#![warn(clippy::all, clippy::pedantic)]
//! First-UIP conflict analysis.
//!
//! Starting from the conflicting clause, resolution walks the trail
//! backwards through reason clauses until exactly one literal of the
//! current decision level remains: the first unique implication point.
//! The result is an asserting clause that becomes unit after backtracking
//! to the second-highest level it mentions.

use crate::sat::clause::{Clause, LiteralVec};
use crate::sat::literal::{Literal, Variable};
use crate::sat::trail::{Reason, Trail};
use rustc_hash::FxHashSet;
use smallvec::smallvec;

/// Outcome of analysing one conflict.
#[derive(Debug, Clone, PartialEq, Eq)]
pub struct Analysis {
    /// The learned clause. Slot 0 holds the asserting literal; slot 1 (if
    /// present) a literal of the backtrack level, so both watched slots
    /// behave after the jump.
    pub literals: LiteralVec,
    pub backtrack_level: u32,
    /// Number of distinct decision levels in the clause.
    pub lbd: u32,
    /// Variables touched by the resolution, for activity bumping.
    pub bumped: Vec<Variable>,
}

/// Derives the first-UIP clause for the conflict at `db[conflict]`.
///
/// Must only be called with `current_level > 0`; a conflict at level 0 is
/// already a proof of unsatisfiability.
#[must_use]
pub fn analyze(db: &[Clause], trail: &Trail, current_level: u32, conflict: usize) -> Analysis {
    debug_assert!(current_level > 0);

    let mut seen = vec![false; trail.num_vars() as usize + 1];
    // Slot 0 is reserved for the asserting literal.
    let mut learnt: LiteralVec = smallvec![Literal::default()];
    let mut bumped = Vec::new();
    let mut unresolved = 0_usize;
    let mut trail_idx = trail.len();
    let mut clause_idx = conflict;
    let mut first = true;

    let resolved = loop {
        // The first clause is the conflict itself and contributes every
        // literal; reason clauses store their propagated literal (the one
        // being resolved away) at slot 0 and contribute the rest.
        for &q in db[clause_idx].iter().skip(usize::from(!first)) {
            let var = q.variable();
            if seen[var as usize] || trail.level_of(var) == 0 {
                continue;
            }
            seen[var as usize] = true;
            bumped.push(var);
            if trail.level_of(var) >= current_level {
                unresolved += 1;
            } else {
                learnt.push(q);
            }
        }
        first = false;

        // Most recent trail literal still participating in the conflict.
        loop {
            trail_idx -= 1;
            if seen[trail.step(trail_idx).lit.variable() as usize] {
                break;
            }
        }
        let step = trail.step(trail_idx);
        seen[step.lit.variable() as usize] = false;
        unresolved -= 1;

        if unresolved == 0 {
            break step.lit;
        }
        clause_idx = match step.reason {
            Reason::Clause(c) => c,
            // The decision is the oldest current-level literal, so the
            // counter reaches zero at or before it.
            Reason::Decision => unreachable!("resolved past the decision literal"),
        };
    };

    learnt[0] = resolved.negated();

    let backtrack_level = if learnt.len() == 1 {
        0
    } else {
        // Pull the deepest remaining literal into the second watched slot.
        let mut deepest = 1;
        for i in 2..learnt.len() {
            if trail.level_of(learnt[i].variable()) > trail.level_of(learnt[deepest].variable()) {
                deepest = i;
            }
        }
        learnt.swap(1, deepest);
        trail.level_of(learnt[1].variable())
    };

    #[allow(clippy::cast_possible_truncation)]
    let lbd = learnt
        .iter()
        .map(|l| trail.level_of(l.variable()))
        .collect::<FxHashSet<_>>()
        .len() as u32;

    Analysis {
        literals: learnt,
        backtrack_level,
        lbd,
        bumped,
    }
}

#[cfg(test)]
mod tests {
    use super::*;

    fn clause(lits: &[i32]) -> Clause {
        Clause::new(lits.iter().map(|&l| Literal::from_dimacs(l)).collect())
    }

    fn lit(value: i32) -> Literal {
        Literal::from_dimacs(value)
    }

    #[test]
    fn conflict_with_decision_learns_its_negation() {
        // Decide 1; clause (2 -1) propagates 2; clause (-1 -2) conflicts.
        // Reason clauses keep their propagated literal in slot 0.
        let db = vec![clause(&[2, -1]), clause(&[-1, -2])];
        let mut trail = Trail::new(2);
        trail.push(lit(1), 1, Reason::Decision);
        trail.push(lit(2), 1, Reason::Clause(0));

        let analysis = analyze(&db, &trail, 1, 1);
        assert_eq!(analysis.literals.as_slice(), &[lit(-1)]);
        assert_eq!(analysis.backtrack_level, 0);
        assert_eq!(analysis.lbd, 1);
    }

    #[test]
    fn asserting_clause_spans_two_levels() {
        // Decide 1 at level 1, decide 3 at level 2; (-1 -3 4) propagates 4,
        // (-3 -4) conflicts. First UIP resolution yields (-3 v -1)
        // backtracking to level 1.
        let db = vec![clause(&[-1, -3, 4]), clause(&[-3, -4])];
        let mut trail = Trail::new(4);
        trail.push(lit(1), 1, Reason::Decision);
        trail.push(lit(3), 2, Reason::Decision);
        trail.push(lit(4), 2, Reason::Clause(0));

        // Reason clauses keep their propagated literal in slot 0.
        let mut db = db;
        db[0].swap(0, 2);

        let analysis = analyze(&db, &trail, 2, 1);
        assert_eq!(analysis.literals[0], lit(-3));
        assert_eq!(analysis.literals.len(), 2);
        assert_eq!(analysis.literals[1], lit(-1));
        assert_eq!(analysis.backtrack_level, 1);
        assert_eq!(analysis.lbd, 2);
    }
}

> DIRECTIONS:
Would you restate exactly the lines of the material above, from its opening line through the line with "and contributes every", and output only those?

> COMPLETED TASK:
#![warn(clippy::all, clippy::pedantic)]
//! First-UIP conflict analysis.
//!
//! Starting from the conflicting clause, resolution walks the trail
//! backwards through reason clauses until exactly one literal of the
//! current decision level remains: the first unique implication point.
//! The result is an asserting clause that becomes unit after backtracking
//! to the second-highest level it mentions.

use crate::sat::clause::{Clause, LiteralVec};
use crate::sat::literal::{Literal, Variable};
use crate::sat::trail::{Reason, Trail};
use rustc_hash::FxHashSet;
use smallvec::smallvec;

/// Outcome of analysing one conflict.
#[derive(Debug, Clone, PartialEq, Eq)]
pub struct Analysis {
    /// The learned clause. Slot 0 holds the asserting literal; slot 1 (if
    /// present) a literal of the backtrack level, so both watched slots
    /// behave after the jump.
    pub literals: LiteralVec,
    pub backtrack_level: u32,
    /// Number of distinct decision levels in the clause.
    pub lbd: u32,
    /// Variables touched by the resolution, for activity bumping.
    pub bumped: Vec<Variable>,
}

/// Derives the first-UIP clause for the conflict at `db[conflict]`.
///
/// Must only be called with `current_level > 0`; a conflict at level 0 is
/// already a proof of unsatisfiability.
#[must_use]
pub fn analyze(db: &[Clause], trail: &Trail, current_level: u32, conflict: usize) -> Analysis {
    debug_assert!(current_level > 0);

    let mut seen = vec![false; trail.num_vars() as usize + 1];
    // Slot 0 is reserved for the asserting literal.
    let mut learnt: LiteralVec = smallvec![Literal::default()];
    let mut bumped = Vec::new();
    let mut unresolved = 0_usize;
    let mut trail_idx = trail.len();
    let mut clause_idx = conflict;
    let mut first = true;

    let resolved = loop {
        // The first clause is the conflict itself and contributes every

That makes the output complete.